[v2] mptcp: fix fallback-related races

[PATCH mptcp-net v2 2/5] mptcp: plug races between subflow fail and subflow creation

Posted by Paolo Abeni 2 months, 2 weeks ago

We have races similar to the one addressed by the previous patch
between subflow failing and additional subflow creation. They are
just harder to trigger.

The solution is similar.
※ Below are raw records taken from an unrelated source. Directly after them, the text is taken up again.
//! Stateless "apply one diff" worker. Holds no queues of its own — the
//! Scheduler decides when to call `sync_records`, this just does the remote
//! round-trips and hands the result to the Cache Module.

use grimoire_core::errors::RemoteDbError;
use grimoire_core::models::{CacheOp, CacheRecord, RecordId, RecordVersionArray, RecordVersionDiff};

use crate::cache::CacheModule;
use crate::events::{EventDispatcher, RuntimeEvent};
use crate::processor::Update;
use crate::remote_store::RemoteStore;

pub struct SyncEngine<'a> {
    remote: &'a RemoteStore,
    cache: &'a CacheModule,
    events: &'a EventDispatcher,
}

impl<'a> SyncEngine<'a> {
    pub fn new(remote: &'a RemoteStore, cache: &'a CacheModule, events: &'a EventDispatcher) -> Self {
        Self { remote, cache, events }
    }

    /// Applies `diff` (computed between a local and remote `RecordVersionArray`)
    /// against the remote store: confirmed-absent removals are deleted, and
    /// added/updated ids are fetched, filtered for staleness against
    /// `anticipated`, then written through the Cache Module in one batch.
    pub async fn sync_records(
        &self,
        diff: &RecordVersionDiff,
        anticipated: &RecordVersionArray,
    ) -> Result<Vec<Update>, RemoteDbError> {
        let mut updates = Vec::new();

        if !diff.removed.is_empty() {
            let absent = self.remote.check_absent(&diff.removed).await?;
            for id in &absent {
                let table = table_of(id);
                let deleted = self
                    .cache
                    .delete(&table, &bare_id(id), false)
                    .await
                    .map_err(|e| RemoteDbError::MalformedResponse(e.to_string()))?;
                updates.extend(deleted);
            }

            let unconfirmed: Vec<&RecordId> =
                diff.removed.iter().filter(|id| !absent.contains(id)).collect();
            if !unconfirmed.is_empty() {
                tracing::debug!(
                    count = unconfirmed.len(),
                    "remote still reports records thought removed; left untouched pending next sync"
                );
            }
        }

        let mut to_fetch: Vec<RecordId> = Vec::new();
        to_fetch.extend(diff.added.iter().cloned());
        to_fetch.extend(diff.updated.iter().cloned());

        if to_fetch.is_empty() {
            return Ok(updates);
        }

        let fetched = self.remote.fetch_records(&to_fetch).await?;
        let mut surviving = Vec::with_capacity(fetched.len());

        // `fetch_records` pairs every record with its own fully-qualified id
        // rather than trusting whatever `id` field the record body carries
        // (see protocol::RemoteResponse::Records), so the table and full id
        // come from that pairing, not from parsing the body.
        for (full_id, record) in fetched {
            let table = table_of(&full_id);

            let returned_version = record
                .get("_version")
                .and_then(|v| v.as_u64())
                .unwrap_or(0);
            let anticipated_version = anticipated.get(&full_id).unwrap_or(0);

            if returned_version < anticipated_version {
                tracing::debug!(
                    record_id = %full_id,
                    anticipated_version,
                    returned_version,
                    "dropped stale record from sync batch"
                );
                self.events.emit(RuntimeEvent::RecordStale {
                    record_id: full_id,
                    anticipated: anticipated_version,
                    returned: returned_version,
                });
                continue;
            }

            surviving.push(CacheRecord {
                table,
                op: CacheOp::Update,
                record,
                version: returned_version,
            });
        }

        if !surviving.is_empty() {
            let saved = self
                .cache
                .save_batch(surviving, false)
                .await
                .map_err(|e| RemoteDbError::MalformedResponse(e.to_string()))?;
            updates.extend(saved);
        }

        Ok(updates)
    }
}

fn table_of(record_id: &str) -> String {
    record_id
        .split_once(':')
        .map(|(table, _)| table.to_string())
        .unwrap_or_else(|| record_id.to_string())
}

fn bare_id(record_id: &str) -> String {
    record_id
        .split_once(':')
        .map(|(_, id)| id.to_string())
        .unwrap_or_else(|| record_id.to_string())
}
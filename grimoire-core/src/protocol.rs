//! The wire contract shared by the WebSocket transport on both ends: one
//! request/response enum pair, correlation-id envelopes for matching replies
//! to calls, and the out-of-band live-change frame a registered query's
//! `_query_ref` feed pushes outside any request/response cycle.

use serde::{Deserialize, Serialize};

use crate::models::RecordId;

/// A call a client makes against the remote stored-procedure surface.
#[derive(Debug, Clone, Serialize, Deserialize)]
#[serde(tag = "kind", rename_all = "snake_case")]
pub enum RemoteRequest {
    RegisterQuery {
        query_id: String,
        surql: String,
        params: serde_json::Value,
    },
    Heartbeat {
        query_id: String,
    },
    Cleanup {
        query_id: String,
    },
    FetchRecords {
        ids: Vec<RecordId>,
    },
    CheckAbsent {
        ids: Vec<RecordId>,
    },
    ApplyMutation {
        kind: String,
        record_id: RecordId,
        data: Option<serde_json::Value>,
    },
}

/// The reply to a [`RemoteRequest`], carried inside an [`Envelope`] matching
/// the correlation id of the call it answers.
#[derive(Debug, Clone, Serialize, Deserialize)]
#[serde(tag = "kind", rename_all = "snake_case")]
pub enum RemoteResponse {
    Registered { remote_array: Vec<(RecordId, u64)> },
    Ack,
    /// Paired with the fully-qualified id rather than trusting the `id` field
    /// embedded in the record body, which callers may have stored bare
    /// (`"A1"`) rather than table-qualified (`"thread:A1"`).
    Records { records: Vec<(RecordId, serde_json::Value)> },
    Absent { ids: Vec<RecordId> },
    Error { message: String },
}

/// Wraps a request or response with the correlation id the reader-side
/// demultiplexer keys on. Live-change frames skip the envelope entirely
/// (see [`InboundFrame`]) since nothing is waiting on a matching call.
#[derive(Debug, Clone, Serialize, Deserialize)]
pub struct Envelope<T> {
    pub correlation_id: u64,
    pub payload: T,
}

/// One row off a client's `_query_ref` live feed, pushed unsolicited
/// whenever a record backing one of that client's registered queries
/// changes on the remote side.
#[derive(Debug, Clone, Serialize, Deserialize)]
pub struct QueryRefChangeWire {
    pub client_id: String,
    pub query_id: String,
    pub record_id: RecordId,
    pub version: u64,
    pub action: String,
}

/// The two shapes an inbound frame can take, disambiguated structurally:
/// a correlated reply carries `correlation_id`/`payload`, a live push
/// carries a bare `live` field.
#[derive(Debug, Clone, Deserialize)]
#[serde(untagged)]
pub enum InboundFrame {
    Response(Envelope<RemoteResponse>),
    LiveEvent { live: QueryRefChangeWire },
}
Use a separate flag to track the condition
'socket state prevent any additional subflow creation' protected by
the fallback lock.

The socket fallback makes such flag true, and also receiving or sending
a MPTCP fail option.

The field 'allow_infinite_fallback' is now always touched under the
relevant lock, we can drop the ONCE annotation on write.

Fixes: 478d770008b0 ("mptcp: send out MP_FAIL when data checksum fails")
Signed-off-by: Paolo Abeni <pabeni@redhat.com>
---
 net/mptcp/pm.c       |  8 +++++++-
 net/mptcp/protocol.c | 11 ++++++-----
 net/mptcp/protocol.h |  8 +++++++-
 net/mptcp/subflow.c  | 19 ++++++++++++++-----
 4 files changed, 34 insertions(+), 12 deletions(-)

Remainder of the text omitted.